These photos show the way the previous owners of my house used a jack post to brace sagging floor joists. I'm not sure of their method, so I wanted to check what the correct method is.
Typically, there is a beam put under the joists, then the post are put under each end of the beam. This detail is better suited for longer beams, covering more joists. Somebody has found new and unusual ways do do something there. I can see the logic of what they were trying to do, but makes for a lot of guessing still.
The problem really happened when the insulated pipe was drilled through the bottom edge of the joists.
I would strip everything out of there, completely, after adding temporary wooden posts under the two joists. This includes the steel post, all wood blocking and extra joists, metal strapping, etc., right down to the bare original joists.
I'd then place a doubled joist crossways between the two joists in play, screwing it in place through the original joists. I'd then add double heavy-duty joist hangers, upside-down, on the end of the cross-joist, tying it to the original joists and transferring their loads.
I'd then mount the post to the bottom of the doubled cross-joist using 5/16" x 2 lag screws.
_____________________ |x| |x| |x|\ cross-joist /|x| <--- screws/lags through original joists |x| | (doubled) | |x| |x| | | |x| |x|_|_________________|_|x| -------- hanger --↑ || ↑ -- hanger || | | | | < -- post | |
Tl;DR The "correct method" is to remove that pipe and sister in replacement joists. The job that the previous owner did is a hack job / bodge job, and I wouldn't trust it.
A jack post is used to reduce the span of a beam. The problem here isn't that your span is too short, it's that the capacity of your beam has been destroyed by drilling a large hole near the bottom of it. The solution isn't to use a jack post but to repair the beam.

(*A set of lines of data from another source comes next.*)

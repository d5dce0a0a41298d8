use std::collections::HashMap;

use serde::{Serialize, Serializer};

use crate::Symbol;

/// Occurrence counts per symbol.
///
/// Iteration follows the order in which symbols were first inserted. The
/// tree builder seeds its queue in this order, which keeps trees built from
/// the same input identical between runs.
#[derive(Debug, Clone, Default)]
pub struct FrequencyTable {
    entries: Vec<(Symbol, u64)>,
    index: HashMap<Symbol, usize>,
}

impl FrequencyTable {
    pub fn new() -> Self {
        Self::default()
    }

    /// Counts every symbol of `symbols`.
    pub fn count<I>(symbols: I) -> Self
    where
        I: IntoIterator<Item = Symbol>,
    {
        symbols.into_iter().fold(Self::new(), |mut acc, symbol| {
            acc.add(symbol, 1);
            acc
        })
    }

    pub fn from_text(text: &str) -> Self {
        Self::count(text.chars())
    }

    /// Increments the count of `symbol` by `n`, inserting it if missing.
    pub fn add(&mut self, symbol: Symbol, n: u64) {
        match self.index.get(&symbol) {
            Some(&i) => self.entries[i].1 = self.entries[i].1.saturating_add(n),
            None => self.push(symbol, n),
        }
    }

    /// Sets the count of `symbol`, returning the previous one.
    pub fn insert(&mut self, symbol: Symbol, count: u64) -> Option<u64> {
        match self.index.get(&symbol) {
            Some(&i) => Some(std::mem::replace(&mut self.entries[i].1, count)),
            None => {
                self.push(symbol, count);
                None
            }
        }
    }

    fn push(&mut self, symbol: Symbol, count: u64) {
        self.index.insert(symbol, self.entries.len());
        self.entries.push((symbol, count));
    }

    /// Gives every symbol of `other` that is missing here a count of zero,
    /// so codes built from `self` can also encode text counted into `other`.
    pub fn extend_missing(&mut self, other: &FrequencyTable) {
        for (symbol, _) in other.iter() {
            if !self.contains(symbol) {
                self.push(symbol, 0);
            }
        }
    }

    pub fn get(&self, symbol: Symbol) -> Option<u64> {
        self.index.get(&symbol).map(|&i| self.entries[i].1)
    }

    pub fn contains(&self, symbol: Symbol) -> bool {
        self.index.contains_key(&symbol)
    }

    /// Number of distinct symbols.
    pub fn len(&self) -> usize {
        self.entries.len()
    }

    pub fn is_empty(&self) -> bool {
        self.entries.is_empty()
    }

    /// Sum of all counts, saturating at `u64::MAX`.
    pub fn total(&self) -> u64 {
        self.entries
            .iter()
            .fold(0u64, |acc, &(_, count)| acc.saturating_add(count))
    }

    pub fn iter(&self) -> impl Iterator<Item = (Symbol, u64)> + '_ {
        self.entries.iter().copied()
    }

    pub fn symbols(&self) -> impl Iterator<Item = Symbol> + '_ {
        self.entries.iter().map(|&(symbol, _)| symbol)
    }
}

impl FromIterator<(Symbol, u64)> for FrequencyTable {
    /// Later duplicates overwrite earlier counts but keep the first position.
    fn from_iter<I: IntoIterator<Item = (Symbol, u64)>>(iter: I) -> Self {
        let mut table = FrequencyTable::new();
        for (symbol, count) in iter {
            table.insert(symbol, count);
        }
        table
    }
}

impl Serialize for FrequencyTable {
    fn serialize<S: Serializer>(&self, serializer: S) -> Result<S::Ok, S::Error> {
        serializer.collect_map(self.iter())
    }
}
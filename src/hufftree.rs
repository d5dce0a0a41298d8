use std::collections::HashSet;

use serde::{Deserialize, Serialize};

use crate::code_table::{self, CodeTable};
use crate::error::{HuffmanError, Result};
use crate::frequency::FrequencyTable;
use crate::min_heap::PriorityQueue;
use crate::Symbol;

#[derive(Debug, Clone, PartialEq, Eq, Serialize, Deserialize)]
#[serde(tag = "kind", rename_all = "lowercase")]
pub enum HuffNode {
    Leaf {
        symbol: Symbol,
        weight: u64,
    },
    Internal {
        weight: u64,
        left: Box<HuffNode>,
        right: Box<HuffNode>,
    },
}

impl HuffNode {
    pub fn new(symbol: Symbol, weight: u64) -> Self {
        HuffNode::Leaf { symbol, weight }
    }

    pub fn weight(&self) -> u64 {
        match self {
            HuffNode::Leaf { weight, .. } => *weight,
            HuffNode::Internal { weight, .. } => *weight,
        }
    }

    pub fn symbol(&self) -> Option<Symbol> {
        match self {
            HuffNode::Leaf { symbol, .. } => Some(*symbol),
            HuffNode::Internal { .. } => None,
        }
    }

    pub fn is_leaf(&self) -> bool {
        matches!(self, HuffNode::Leaf { .. })
    }

    pub fn children(&self) -> Option<(&HuffNode, &HuffNode)> {
        match self {
            HuffNode::Leaf { .. } => None,
            HuffNode::Internal { left, right, .. } => Some((&**left, &**right)),
        }
    }

    /// Joins two subtrees under a new internal node; `a` goes left.
    pub fn merge(a: Self, b: Self) -> Result<Self> {
        let weight = a
            .weight()
            .checked_add(b.weight())
            .ok_or(HuffmanError::Overflow)?;
        Ok(HuffNode::Internal {
            weight,
            left: Box::new(a),
            right: Box::new(b),
        })
    }
}

/// Depth-first, left-before-right walk yielding each node with its depth.
pub struct Preorder<'a> {
    stack: Vec<(&'a HuffNode, usize)>,
}

impl<'a> Iterator for Preorder<'a> {
    type Item = (&'a HuffNode, usize);

    fn next(&mut self) -> Option<Self::Item> {
        let (node, depth) = self.stack.pop()?;
        if let Some((left, right)) = node.children() {
            self.stack.push((right, depth + 1));
            self.stack.push((left, depth + 1));
        }
        Some((node, depth))
    }
}

/// A built Huffman tree. Always holds at least one leaf.
#[derive(Debug, Clone, PartialEq, Eq, Serialize)]
#[serde(transparent)]
pub struct HuffmanTree {
    root: HuffNode,
}

/// Builds the tree for `frequencies` together with its code table.
pub fn build(frequencies: &FrequencyTable) -> Result<(CodeTable, HuffmanTree)> {
    let tree = HuffmanTree::from_frequencies(frequencies)?;
    let table = tree.code_table()?;
    Ok((table, tree))
}

impl HuffmanTree {
    pub fn from_text(text: &str) -> Result<Self> {
        Self::from_frequencies(&FrequencyTable::from_text(text))
    }

    /// Seeds the queue with one leaf per symbol, in table order, and merges
    /// the two lightest items until one remains. Zero counts are kept and
    /// get a code like any other symbol.
    pub fn from_frequencies(frequencies: &FrequencyTable) -> Result<Self> {
        if frequencies.is_empty() {
            return Err(HuffmanError::EmptyInput);
        }
        let queue: PriorityQueue<HuffNode> = frequencies
            .iter()
            .map(|(symbol, count)| (HuffNode::new(symbol, count), count))
            .collect();
        Self::build_from_queue(queue)
    }

    fn build_from_queue(mut queue: PriorityQueue<HuffNode>) -> Result<Self> {
        loop {
            let (first, _) = queue.pop_min().ok_or(HuffmanError::EmptyInput)?;
            let Some((second, _)) = queue.pop_min() else {
                return Ok(HuffmanTree { root: first });
            };
            let merged = HuffNode::merge(first, second)?;
            let weight = merged.weight();
            queue.push(merged, weight);
        }
    }

    /// Adopts a tree built elsewhere (e.g. read back from a snapshot) after
    /// checking that weights add up and no symbol sits in two leaves.
    pub fn from_root(root: HuffNode) -> Result<Self> {
        let tree = HuffmanTree { root };
        let mut seen = HashSet::new();
        for (node, _) in tree.preorder() {
            match node {
                HuffNode::Leaf { symbol, .. } => {
                    if !seen.insert(*symbol) {
                        return Err(HuffmanError::MalformedTree(format!(
                            "symbol {symbol:?} appears in more than one leaf"
                        )));
                    }
                }
                HuffNode::Internal {
                    weight,
                    left,
                    right,
                } => {
                    if left.weight().checked_add(right.weight()) != Some(*weight) {
                        return Err(HuffmanError::MalformedTree(format!(
                            "internal weight {weight} is not {} + {}",
                            left.weight(),
                            right.weight()
                        )));
                    }
                }
            }
        }
        Ok(tree)
    }

    pub fn root(&self) -> &HuffNode {
        &self.root
    }

    /// Total weight of all leaves.
    pub fn weight(&self) -> u64 {
        self.root.weight()
    }

    pub fn preorder(&self) -> Preorder<'_> {
        Preorder {
            stack: vec![(&self.root, 0)],
        }
    }

    pub fn leaf_count(&self) -> usize {
        self.preorder().filter(|(node, _)| node.is_leaf()).count()
    }

    /// Length of the longest root-to-leaf path; 0 for a lone leaf.
    pub fn depth(&self) -> usize {
        self.preorder().map(|(_, depth)| depth).max().unwrap_or(0)
    }

    /// Leaf weights, left to right.
    pub fn frequencies(&self) -> FrequencyTable {
        self.preorder()
            .filter_map(|(node, _)| node.symbol().map(|symbol| (symbol, node.weight())))
            .collect()
    }

    pub fn is_weight_consistent(&self) -> bool {
        self.preorder().all(|(node, _)| match node.children() {
            Some((left, right)) => left.weight().checked_add(right.weight()) == Some(node.weight()),
            None => true,
        })
    }

    pub fn code_table(&self) -> Result<CodeTable> {
        code_table::derive(&self.root)
    }
}

impl Drop for HuffmanTree {
    // Unlinks nodes one at a time; the derived drop glue would recurse once
    // per level.
    fn drop(&mut self) {
        let root = std::mem::replace(&mut self.root, HuffNode::new('\0', 0));
        let mut stack = vec![root];
        while let Some(node) = stack.pop() {
            if let HuffNode::Internal { left, right, .. } = node {
                stack.push(*left);
                stack.push(*right);
            }
        }
    }
}
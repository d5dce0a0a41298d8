use crate::analysis;
use crate::bit_vec::BitVec;
use crate::code_table::CodeTable;
use crate::error::{HuffmanError, Result};
use crate::frequency::FrequencyTable;
use crate::hufftree::{HuffNode, HuffmanTree};
use crate::Symbol;

/// Concatenates the code of every symbol.
pub fn encode<I>(symbols: I, table: &CodeTable) -> Result<BitVec>
where
    I: IntoIterator<Item = Symbol>,
{
    let mut bit_vec = BitVec::new();
    for symbol in symbols {
        let code = table
            .get(symbol)
            .ok_or(HuffmanError::UnknownSymbol(symbol))?;
        bit_vec.extend_from(code);
    }
    Ok(bit_vec)
}

/// Walks the tree bit by bit, emitting a symbol at every leaf and starting
/// over from the root.
pub fn decode(bits: &BitVec, tree: &HuffmanTree) -> Result<Vec<Symbol>> {
    let root = tree.root();

    // single leaf: every code is the one bit `0`
    if let HuffNode::Leaf { symbol, .. } = root {
        return bits
            .iter()
            .enumerate()
            .map(|(position, bit)| {
                if bit {
                    Err(HuffmanError::InvalidPath { position })
                } else {
                    Ok(*symbol)
                }
            })
            .collect();
    }

    let mut result = Vec::new();
    let mut current_node = root;
    let mut mid_code = false;

    for (position, bit) in bits.iter().enumerate() {
        let next = match current_node {
            HuffNode::Internal { left, right, .. } => {
                if bit {
                    right
                } else {
                    left
                }
            }
            HuffNode::Leaf { .. } => return Err(HuffmanError::InvalidPath { position }),
        };

        match &**next {
            HuffNode::Leaf { symbol, .. } => {
                result.push(*symbol);
                current_node = root;
                mid_code = false;
            }
            internal => {
                current_node = internal;
                mid_code = true;
            }
        }
    }

    if mid_code {
        return Err(HuffmanError::TruncatedStream {
            consumed: bits.len(),
        });
    }

    Ok(result)
}

/// A tree paired with the code table derived from it.
#[derive(Debug, Clone)]
pub struct HuffmanCodec {
    tree: HuffmanTree,
    table: CodeTable,
}

impl HuffmanCodec {
    pub fn new(tree: HuffmanTree) -> Result<Self> {
        let table = tree.code_table()?;
        Ok(HuffmanCodec { tree, table })
    }

    pub fn from_frequencies(frequencies: &FrequencyTable) -> Result<Self> {
        Self::new(HuffmanTree::from_frequencies(frequencies)?)
    }

    pub fn from_text(text: &str) -> Result<Self> {
        Self::from_frequencies(&FrequencyTable::from_text(text))
    }

    pub fn tree(&self) -> &HuffmanTree {
        &self.tree
    }

    pub fn table(&self) -> &CodeTable {
        &self.table
    }

    pub fn encode<I>(&self, symbols: I) -> Result<BitVec>
    where
        I: IntoIterator<Item = Symbol>,
    {
        encode(symbols, &self.table)
    }

    pub fn encode_str(&self, text: &str) -> Result<BitVec> {
        encode(text.chars(), &self.table)
    }

    pub fn decode(&self, bits: &BitVec) -> Result<Vec<Symbol>> {
        decode(bits, &self.tree)
    }

    pub fn decode_to_string(&self, bits: &BitVec) -> Result<String> {
        Ok(self.decode(bits)?.into_iter().collect())
    }

    /// Encodes and decodes `text`, reporting whether it came back unchanged.
    pub fn verify(&self, text: &str) -> Result<bool> {
        let encoded = self.encode_str(text)?;
        Ok(self.decode_to_string(&encoded)? == text)
    }

    pub fn encoded_bit_length(&self, frequencies: &FrequencyTable) -> Result<u64> {
        analysis::encoded_bit_length(frequencies, &self.table)
    }
}

#[cfg(test)]
mod test {
    use super::*;

    #[test]
    fn test_text_roundtrip() {
        let text = "Huffman encoding is a greedy algorithm that builds optimal prefix codes.\n";
        let codec = HuffmanCodec::from_text(text).unwrap();
        let encoded = codec.encode_str(text).unwrap();
        assert_eq!(codec.decode_to_string(&encoded).unwrap(), text);
        assert!(codec.verify(text).unwrap());
    }

    #[test]
    fn test_encode_concatenates_codes() {
        let codec = HuffmanCodec::from_text("abb").unwrap();
        let encoded = codec.encode_str("abba").unwrap();
        assert_eq!(encoded.to_string(), "0110");
    }

    #[test]
    fn test_unknown_symbol() {
        let codec = HuffmanCodec::from_text("abc").unwrap();
        let err = codec.encode_str("abd").unwrap_err();
        assert!(matches!(err, HuffmanError::UnknownSymbol('d')));
    }

    #[test]
    fn test_single_symbol_stream() {
        let codec = HuffmanCodec::from_text("x").unwrap();
        let encoded = codec.encode("xxx".chars()).unwrap();
        assert_eq!(encoded.to_string(), "000");
        assert_eq!(codec.decode(&encoded).unwrap(), vec!['x', 'x', 'x']);

        let bad: BitVec = "001".parse().unwrap();
        assert!(matches!(
            codec.decode(&bad),
            Err(HuffmanError::InvalidPath { position: 2 })
        ));
    }

    #[test]
    fn test_truncated_stream() {
        let freqs: FrequencyTable = [('a', 5), ('b', 2), ('c', 3)].into_iter().collect();
        let codec = HuffmanCodec::from_frequencies(&freqs).unwrap();
        let mut encoded = codec.encode_str("abcab").unwrap();
        let last_code_len = codec.table().code_len('b').unwrap();
        assert!(last_code_len > 1);
        encoded.pop_bit();
        let err = codec.decode(&encoded).unwrap_err();
        assert!(matches!(err, HuffmanError::TruncatedStream { .. }));
    }

    #[test]
    fn test_empty_stream_decodes_to_nothing() {
        let codec = HuffmanCodec::from_text("abc").unwrap();
        assert!(codec.decode(&BitVec::new()).unwrap().is_empty());
        assert!(codec.encode_str("").unwrap().is_empty());
    }

    #[test]
    fn test_zero_weight_symbol_still_encodes() {
        let mut freqs = FrequencyTable::from_text("aaaaabbc");
        freqs.extend_missing(&FrequencyTable::from_text("z"));
        let codec = HuffmanCodec::from_frequencies(&freqs).unwrap();
        let encoded = codec.encode_str("zaz").unwrap();
        assert_eq!(codec.decode_to_string(&encoded).unwrap(), "zaz");
    }
}
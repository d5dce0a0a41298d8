use thiserror::Error;

use crate::Symbol;

pub type Result<T> = std::result::Result<T, HuffmanError>;

#[derive(Debug, Error)]
pub enum HuffmanError {
    #[error("frequency table is empty, nothing to encode")]
    EmptyInput,
    #[error("malformed tree: {0}")]
    MalformedTree(String),
    #[error("symbol {0:?} has no code in the table")]
    UnknownSymbol(Symbol),
    #[error("bitstream ended in the middle of a code after {consumed} bits")]
    TruncatedStream { consumed: usize },
    #[error("bit {position} does not lead anywhere in the tree")]
    InvalidPath { position: usize },
    #[error("expected '0' or '1' at position {position}, found {found:?}")]
    InvalidBitChar { found: char, position: usize },
    #[error("weight or bit count overflowed u64")]
    Overflow,
    #[error(transparent)]
    Json(#[from] serde_json::Error),
}
/// Inbound event from the translation engine.
///
/// One explicit enum consumed by a single transition function, instead of
/// scattered callback closures.
#[derive(Debug, Clone)]
pub enum ChannelEvent {
    /// The channel handshake completed; outbound audio may now flow.
    Open,
    /// A fragment of translated speech, base64-framed 16-bit PCM at the
    /// fixed playback rate.
    Audio { payload: String },
    /// Transcription of what the user said.
    InputTranscript(String),
    /// Transcription of what the engine spoke.
    OutputTranscript(String),
    /// Barge-in: audio already in flight should be discarded because the
    /// user started speaking again.
    Interrupted,
    /// Terminal engine or transport failure.
    Error(String),
    /// The engine closed the channel.
    Closed,
}
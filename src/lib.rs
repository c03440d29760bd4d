//! RustyBabel is a real-time speech-to-speech translation pipeline.
//!
//! Microphone audio is captured continuously, encoded as 16-bit PCM and
//! streamed to a remote translation engine over a bidirectional channel.
//! The engine answers with translated speech in incremental fragments that
//! are scheduled for gapless playback while the user is still talking, and
//! may cancel audio already in flight when the user barges in.
//!
//! The crate is structured into several modules, each responsible for one
//! stage of the duplex audio pipeline.

/// Audio capture from the microphone, in fixed-size PCM blocks.
pub mod capture;
/// Bidirectional streaming channel to the translation engine.
pub mod channel;
/// PCM sample conversion and wire framing.
pub mod codec;
/// Handles configuration loading and management.
pub mod config;
/// Logging utilities for the application.
pub mod log;
/// Playback clock and gapless fragment scheduling.
pub mod playback;
/// Live audio session orchestration, state machine and transcript log.
pub mod session;
/// Small shared helpers.
pub mod util;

The "best" way to do this would be to restore the beam to its original size by sistering in a replacement joist, but this of course can only be done if you remove the pipe that the hole was made for in the first place.
If you want to keep that pipe, you'll have to investigate other options. Potentially connecting a replacement beam underneath the joist would work, if clearance isn't an issue. You could even put a jack post underneath that additional beam if you want.
The above all applies to each joist that needs strengthening. They way the owner has tried to use a single jack post for two joists looks unsafe to me.